• **What the task asks**
Starting at the line that contains "acc = acc + at(yi", set down each line exactly until the records end, keeping both ends and adding nothing.

..............................

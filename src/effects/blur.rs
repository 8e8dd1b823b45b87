use image::{GrayImage, RgbaImage};

use crate::foundation::error::{CardError, CardResult};
use crate::foundation::math::{premultiply_rgba8_in_place, unpremultiply_rgba8_in_place};

/// Above this sigma the exact kernel gets wide enough that three box passes are used instead.
const EXACT_KERNEL_MAX_SIGMA: f32 = 8.0;
const BOX_PASSES: usize = 3;

/// Gaussian blur of a straight-alpha RGBA image.
///
/// `sigma` is the standard deviation in pixels; `0` returns a copy. Color is blurred premultiplied
/// so transparent pixels never bleed black into their neighbours.
pub fn gaussian_blur(img: &RgbaImage, sigma: f32) -> CardResult<RgbaImage> {
    let (w, h) = img.dimensions();
    let mut buf = img.as_raw().clone();
    premultiply_rgba8_in_place(&mut buf);
    let mut out = blur_channels(&buf, w, h, 4, sigma)?;
    unpremultiply_rgba8_in_place(&mut out);
    RgbaImage::from_raw(w, h, out)
        .ok_or_else(|| CardError::processing("blur output does not match image dimensions"))
}

/// Gaussian blur of a single-channel coverage mask.
pub fn blur_gray(mask: &GrayImage, sigma: f32) -> CardResult<GrayImage> {
    let (w, h) = mask.dimensions();
    let out = blur_channels(mask.as_raw(), w, h, 1, sigma)?;
    GrayImage::from_raw(w, h, out)
        .ok_or_else(|| CardError::processing("blur output does not match mask dimensions"))
}

/// Separable blur over interleaved 8-bit channels with clamped edges.
pub(crate) fn blur_channels(
    src: &[u8],
    width: u32,
    height: u32,
    channels: usize,
    sigma: f32,
) -> CardResult<Vec<u8>> {
    let expected_len = (width as usize)
        .checked_mul(height as usize)
        .and_then(|v| v.checked_mul(channels))
        .ok_or_else(|| CardError::processing("blur buffer size overflow"))?;
    if src.len() != expected_len {
        return Err(CardError::processing(
            "blur expects src matching width*height*channels",
        ));
    }
    if !sigma.is_finite() || sigma < 0.0 {
        return Err(CardError::processing("blur sigma must be finite and >= 0"));
    }
    if sigma == 0.0 || expected_len == 0 {
        return Ok(src.to_vec());
    }

    let geom = Geometry {
        width: width as usize,
        height: height as usize,
        channels,
    };
    let mut tmp = vec![0u8; expected_len];
    let mut out = vec![0u8; expected_len];

    if sigma <= EXACT_KERNEL_MAX_SIGMA {
        let radius = (sigma * 3.0).ceil() as u32;
        let kernel = gaussian_kernel_q16(radius, sigma)?;
        horizontal_pass(src, &mut tmp, geom, &kernel);
        vertical_pass(&tmp, &mut out, geom, &kernel);
        return Ok(out);
    }

    out.copy_from_slice(src);
    for radius in box_radii(sigma) {
        box_horizontal(&out, &mut tmp, geom, radius);
        box_vertical(&tmp, &mut out, geom, radius);
    }
    Ok(out)
}

#[derive(Clone, Copy)]
struct Geometry {
    width: usize,
    height: usize,
    channels: usize,
}

fn gaussian_kernel_q16(radius: u32, sigma: f32) -> CardResult<Vec<u32>> {
    if radius == 0 {
        return Ok(vec![1 << 16]);
    }

    let r = radius as i32;
    let mut weights_f = Vec::<f64>::with_capacity((2 * r + 1) as usize);
    let mut sum = 0.0f64;
    let sigma = f64::from(sigma);
    let denom = 2.0 * sigma * sigma;
    for i in -r..=r {
        let x = f64::from(i);
        let w = (-x * x / denom).exp();
        weights_f.push(w);
        sum += w;
    }
    if sum <= 0.0 {
        return Err(CardError::processing("gaussian kernel sum is zero"));
    }

    let mut weights = Vec::<u32>::with_capacity(weights_f.len());
    let mut acc: i64 = 0;
    for &wf in &weights_f {
        let q = ((wf / sum) * 65536.0).round() as i64;
        let q = q.clamp(0, 65536);
        weights.push(q as u32);
        acc += q;
    }
    let delta = 65536 - acc;
    if delta != 0 {
        let mid = weights.len() / 2;
        let new_mid = (i64::from(weights[mid]) + delta).clamp(0, 65536);
        weights[mid] = new_mid as u32;
    }

    Ok(weights)
}

/// Radii of three successive box filters whose convolution approximates a gaussian of `sigma`.
fn box_radii(sigma: f32) -> [usize; BOX_PASSES] {
    let n = BOX_PASSES as f64;
    let s2 = f64::from(sigma) * f64::from(sigma);
    let ideal = (12.0 * s2 / n + 1.0).sqrt();
    let mut wl = ideal.floor() as i64;
    if wl % 2 == 0 {
        wl -= 1;
    }
    let wl = wl.max(1);
    let wu = wl + 2;
    let wlf = wl as f64;
    let m = ((12.0 * s2 - n * wlf * wlf - 4.0 * n * wlf - 3.0 * n) / (-4.0 * wlf - 4.0)).round();

    let mut radii = [0usize; BOX_PASSES];
    for (i, r) in radii.iter_mut().enumerate() {
        let size = if (i as f64) < m { wl } else { wu };
        *r = ((size - 1) / 2) as usize;
    }
    radii
}

fn horizontal_pass(src: &[u8], dst: &mut [u8], g: Geometry, k: &[u32]) {
    let radius = (k.len() / 2) as isize;
    let w = g.width as isize;
    let ch = g.channels;
    for y in 0..g.height {
        let row = y * g.width;
        for x in 0..w {
            let out_idx = (row + x as usize) * ch;
            for c in 0..ch {
                let mut acc = 0u64;
                for (ki, &kw) in k.iter().enumerate() {
                    let sx = (x + ki as isize - radius).clamp(0, w - 1) as usize;
                    acc += u64::from(kw) * u64::from(src[(row + sx) * ch + c]);
                }
                dst[out_idx + c] = q16_to_u8(acc);
            }
        }
    }
}

fn vertical_pass(src: &[u8], dst: &mut [u8], g: Geometry, k: &[u32]) {
    let radius = (k.len() / 2) as isize;
    let h = g.height as isize;
    let ch = g.channels;
    for y in 0..h {
        for x in 0..g.width {
            let out_idx = (y as usize * g.width + x) * ch;
            for c in 0..ch {
                let mut acc = 0u64;
                for (ki, &kw) in k.iter().enumerate() {
                    let sy = (y + ki as isize - radius).clamp(0, h - 1) as usize;
                    acc += u64::from(kw) * u64::from(src[(sy * g.width + x) * ch + c]);
                }
                dst[out_idx + c] = q16_to_u8(acc);
            }
        }
    }
}

fn box_horizontal(src: &[u8], dst: &mut [u8], g: Geometry, radius: usize) {
    let ch = g.channels;
    let last = g.width - 1;
    let r = radius as isize;
    let d = (2 * radius + 1) as u32;
    for y in 0..g.height {
        let row = y * g.width;
        let at = |x: isize, c: usize| -> u32 {
            let sx = x.clamp(0, last as isize) as usize;
            u32::from(src[(row + sx) * ch + c])
        };
        for c in 0..ch {
            let mut acc: u32 = (-r..=r).map(|x| at(x, c)).sum();
            for x in 0..g.width {
                dst[(row + x) * ch + c] = ((acc + d / 2) / d).min(255) as u8;
                let xi = x as isize;
                acc = acc + at(xi + r + 1, c) - at(xi - r, c);
            }
        }
    }
}

fn box_vertical(src: &[u8], dst: &mut [u8], g: Geometry, radius: usize) {
    let ch = g.channels;
    let last = g.height - 1;
    let r = radius as isize;
    let d = (2 * radius + 1) as u32;
    for x in 0..g.width {
        let at = |y: isize, c: usize| -> u32 {
            let sy = y.clamp(0, last as isize) as usize;
            u32::from(src[(sy * g.width + x) * ch + c])
        };
        for c in 0..ch {
            let mut acc: u32 = (-r..=r).map(|y| at(y, c)).sum();
            for y in 0..g.height {
                dst[(y * g.width + x) * ch + c] = ((acc + d / 2) / d).min(255) as u8;
                let yi = y as isize;
                acc = acc + at(yi + r + 1, c) - at(yi - r, c);
            }
        }
    }
}

fn q16_to_u8(acc: u64) -> u8 {
    let v = (acc + 32768) >> 16;
    (v.min(255)) as u8
}

#[cfg(test)]
#[path = "../../tests/unit/effects/blur.rs"]
mod tests;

..............................

• **Task solution**
                acc = acc + at(yi + r + 1, c) - at(yi - r, c);
            }
        }
    }
}

fn q16_to_u8(acc: u64) -> u8 {
    let v = (acc + 32768) >> 16;
    (v.min(255)) as u8
}

#[cfg(test)]
#[path = "../../tests/unit/effects/blur.rs"]
mod tests;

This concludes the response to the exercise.